### What you need to do
Transcribe the entries in full, keeping each word as it is.

### Input
//! `posadmin-auth` — client-side authentication state.
//!
//! This crate is intentionally decoupled from HTTP: it stores what the login
//! endpoint handed back and derives the request header from it. It never
//! contacts the network.

pub mod credential;
pub mod session;

pub use credential::{Credential, CredentialError, CredentialPayload};
pub use session::{AuthState, SessionManager};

### Task result
//! `posadmin-auth` — client-side authentication state.
//!
//! This crate is intentionally decoupled from HTTP: it stores what the login
//! endpoint handed back and derives the request header from it. It never
//! contacts the network.

pub mod credential;
pub mod session;

pub use credential::{Credential, CredentialError, CredentialPayload};
pub use session::{AuthState, SessionManager};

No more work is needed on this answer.